Desde os primeiros atendimentos no internato, você com certeza já prescreveu diversos sintomáticos para dezenas de crises de enxaqueca no PS. Você também já sabe que há várias classes de medicações disponíveis e eficazes para tratamento da crise aguda de enxaqueca, desde analgésicos simples (dipirona, paracetamol) a medicações específicas para enxaqueca (triptanos).
Talvez você já tenha um conjunto de medicações possivelmente eficazes gravados na sua cabeça, mas você sabe escolher quais são as mais adequadas para começar a tratar a crise?

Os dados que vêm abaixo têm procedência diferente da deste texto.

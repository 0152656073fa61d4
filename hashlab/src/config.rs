use serde::Deserialize;
use std::fs;
use std::path::Path;
use wordlist::WordlistOptions;

#[derive(Debug, Default, Deserialize, Clone)]
pub struct GenerateConfig {
    pub types: Option<Vec<String>>,
    pub bcrypt_cost: Option<u32>,
}

#[derive(Debug, Default, Deserialize, Clone)]
pub struct OutputConfig {
    pub format: Option<String>,
}

#[derive(Debug, Default, Deserialize, Clone)]
pub struct Config {
    pub wordlist: Option<WordlistOptions>,
    pub generate: Option<GenerateConfig>,
    pub output: Option<OutputConfig>,
}

/// Load `path`, or `./hashlab.yaml` when no path is given and the file exists.
/// A file that cannot be read or parsed is reported and ignored.
pub fn load_config(path: Option<&Path>) -> Option<Config> {
    let path = match path {
        Some(p) => p.to_path_buf(),
        None => {
            let p = Path::new("hashlab.yaml");
            if p.exists() { p.to_path_buf() } else { return None; }
        }
    };
    let s = match fs::read_to_string(&path) {
        Ok(s) => s,
        Err(e) => {
            tracing::warn!(path = %path.display(), error = %e, "config not readable");
            return None;
        }
    };
    match serde_yaml::from_str(&s) {
        Ok(cfg) => Some(cfg),
        Err(e) => {
            tracing::warn!(path = %path.display(), error = %e, "config not parsed");
            None
        }
    }
}

impl Config {
    pub fn wordlist_options(&self) -> WordlistOptions {
        self.wordlist.clone().unwrap_or_default()
    }

    pub fn bcrypt_cost(&self) -> u32 {
        self.generate.as_ref().and_then(|g| g.bcrypt_cost).unwrap_or(digests::DEFAULT_BCRYPT_COST)
    }

    pub fn default_types(&self) -> Vec<String> {
        self.generate
            .as_ref()
            .and_then(|g| g.types.clone())
            .unwrap_or_else(|| ["md5", "sha1", "sha256", "sha512"].iter().map(|s| s.to_string()).collect())
    }

    pub fn format(&self) -> Option<&str> {
        self.output.as_ref().and_then(|o| o.format.as_deref())
    }
}

#[cfg(test)]
mod tests {
    use super::*;
    use std::io::Write;

    #[test]
    fn partial_yaml_keeps_defaults() {
        let mut f = tempfile::NamedTempFile::new().unwrap();
        writeln!(f, "wordlist:\n  max_candidates: 1000\ngenerate:\n  bcrypt_cost: 4\noutput:\n  format: json").unwrap();
        let cfg = load_config(Some(f.path())).unwrap();
        let opts = cfg.wordlist_options();
        assert_eq!(opts.max_candidates, 1000);
        assert_eq!(opts.numeric_max, WordlistOptions::default().numeric_max);
        assert_eq!(cfg.bcrypt_cost(), 4);
        assert_eq!(cfg.format(), Some("json"));
        assert_eq!(cfg.default_types().len(), 4);
    }

    #[test]
    fn broken_yaml_is_ignored() {
        let mut f = tempfile::NamedTempFile::new().unwrap();
        writeln!(f, "wordlist: [unclosed").unwrap();
        assert!(load_config(Some(f.path())).is_none());
    }
}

Qual a ordem delas? Para quais pacientes oferecê-las? E se não houve melhora suficiente, qual o próximo passo? Será que prescreveu da maneira correta? Sabe fazer as devidas orientações na alta?

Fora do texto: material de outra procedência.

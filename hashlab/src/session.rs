//! Line-oriented JSON session: one request per stdin line, one response per
//! stdout line, all against a single engine so learned digests carry over.

use anyhow::Result;
use serde::Deserialize;
use serde_json::{json, Value};
use std::path::PathBuf;
use std::sync::Arc;
use tokio::io::{AsyncBufReadExt, AsyncWriteExt, BufReader};

use crate::service::{self, HashService};

#[derive(Debug, Deserialize)]
#[serde(tag = "op", rename_all = "camelCase", rename_all_fields = "camelCase")]
pub enum Request {
    Generate { input_text: String, hash_types: Vec<String> },
    GenerateFile { path: PathBuf, hash_types: Vec<String> },
    Batch { inputs: Vec<String>, hash_types: Vec<String> },
    Lookup { hash: String },
    Decode { hashes: Vec<Value> },
    Compare { hash1: String, hash2: String },
    Validate {
        hash: String,
        #[serde(rename = "type")]
        kind: Option<String>,
    },
    Hmac { message: String, key: String, algorithm: Option<String> },
    Stats,
}

fn to_value<T: serde::Serialize>(r: Result<T>) -> Value {
    match r.and_then(|v| Ok(serde_json::to_value(v)?)) {
        Ok(v) => v,
        Err(e) => json!({ "error": e.to_string() }),
    }
}

/// Answer one request line. Malformed requests become `{"error": ...}`.
pub fn handle(svc: &HashService, line: &str) -> Value {
    let req: Request = match serde_json::from_str(line) {
        Ok(r) => r,
        Err(e) => return json!({ "error": format!("bad request: {}", e) }),
    };
    match req {
        Request::Generate { input_text, hash_types } => to_value(svc.generate_text(&input_text, &hash_types)),
        Request::GenerateFile { path, hash_types } => to_value(svc.generate_file(&path, &hash_types)),
        Request::Batch { inputs, hash_types } => to_value(svc.generate_batch(&inputs, &hash_types)),
        Request::Lookup { hash } => to_value(svc.lookup(&hash)),
        Request::Decode { hashes } => json!({ "results": svc.batch_decode(&hashes) }),
        Request::Compare { hash1, hash2 } => to_value(service::compare(&hash1, &hash2)),
        Request::Validate { hash, kind } => to_value(service::validate(&hash, kind.as_deref())),
        Request::Hmac { message, key, algorithm } => to_value(service::hmac(&message, &key, algorithm.as_deref())),
        Request::Stats => json!({ "stats": svc.stats() }),
    }
}

pub async fn run(svc: Arc<HashService>) -> Result<()> {
    let mut lines = BufReader::new(tokio::io::stdin()).lines();
    let mut out = tokio::io::stdout();
    let mut handled = 0usize;
    while let Some(line) = lines.next_line().await? {
        if line.trim().is_empty() { continue; }
        let svc = svc.clone();
        // bcrypt and file hashing are CPU/IO bound
        let resp = tokio::task::spawn_blocking(move || handle(&svc, &line)).await?;
        out.write_all(format!("{}\n", resp).as_bytes()).await?;
        out.flush().await?;
        handled += 1;
    }
    tracing::info!(requests = handled, "session closed");
    Ok(())
}

#[cfg(test)]
mod tests {
    use super::*;
    use lookup::LookupEngine;

    fn service() -> HashService {
        HashService::new(Arc::new(LookupEngine::from_candidates(vec!["test".into()])), 4)
    }

    #[test]
    fn learning_persists_across_requests() {
        let svc = service();
        let gen = handle(&svc, r#"{"op":"generate","inputText":"session secret","hashTypes":["sha1"]}"#);
        let digest = gen["hashResults"]["sha1"].as_str().unwrap().to_string();
        let found = handle(&svc, &format!(r#"{{"op":"lookup","hash":"{}"}}"#, digest));
        assert_eq!(found["found"], true);
        assert_eq!(found["originalValue"], "session secret");
        assert_eq!(found["hashType"], "sha1");
    }

    #[test]
    fn decode_and_stats() {
        let svc = service();
        let r = handle(&svc, r#"{"op":"decode","hashes":["098f6bcd4621d373cade4e832627b4f6", 7, "nope"]}"#);
        let rows = r["results"].as_array().unwrap();
        assert_eq!(rows.len(), 2);
        assert_eq!(rows[0]["originalValue"], "test");
        assert_eq!(rows[1]["found"], false);
        assert_eq!(rows[1]["originalValue"], Value::Null);

        let s = handle(&svc, r#"{"op":"stats"}"#);
        assert_eq!(s["stats"].as_array().unwrap().len(), 4);
        assert_eq!(s["stats"][0]["staticEntries"], 1);
    }

    #[test]
    fn validate_compare_hmac_requests() {
        let svc = service();
        let v = handle(&svc, r#"{"op":"validate","hash":"abc","type":"md5"}"#);
        assert_eq!(v["valid"], false);
        assert_eq!(v["length"], 3);
        let c = handle(&svc, r#"{"op":"compare","hash1":"AA","hash2":"aa"}"#);
        assert_eq!(c["match"], true);
        let h = handle(&svc, r#"{"op":"hmac","message":"m","key":"k","algorithm":"md5"}"#);
        assert_eq!(h["hmac"].as_str().unwrap().len(), 32);
    }

    #[test]
    fn errors_are_reported_inline() {
        let svc = service();
        assert!(handle(&svc, "not json")["error"].as_str().unwrap().starts_with("bad request"));
        assert!(handle(&svc, r#"{"op":"reverse"}"#)["error"].is_string());
        assert_eq!(handle(&svc, r#"{"op":"lookup","hash":""}"#)["error"], "Hash required");
    }
}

Não importa se você é recém-formado, clínico geral ou tem alguma especialidade… você vai atender enxaqueca algumas vezes ao longo da sua carreira. Por isso, vale a pena aliviar a dor do seu paciente e depois encaminhar para o Neurologista, se necessário. Ou seja, se você souber fazer o tratamento da crise aguda de enxaqueca adequadamente, já é meio caminho andado.
Se ainda tem dúvida sobre o tratamento da crise aguda de enxaqueca no PS, esse artigo foi feito pra você!
As crises de enxaqueca são caracterizadas por dor hemicraniana pulsátil associada a náuseas, vômitos, foto e fonofobia, podendo ser limitantes e piorar com atividades habituais. Esses sintomas podem se combinar de diferentes maneiras, e é por isso que há os critérios de enxaqueca, que podem te ajudar muito, especialmente no PS. Falamos desses critérios no nosso post sobre cefaleias na emergência, então dá uma passada lá pra refrescar a memória!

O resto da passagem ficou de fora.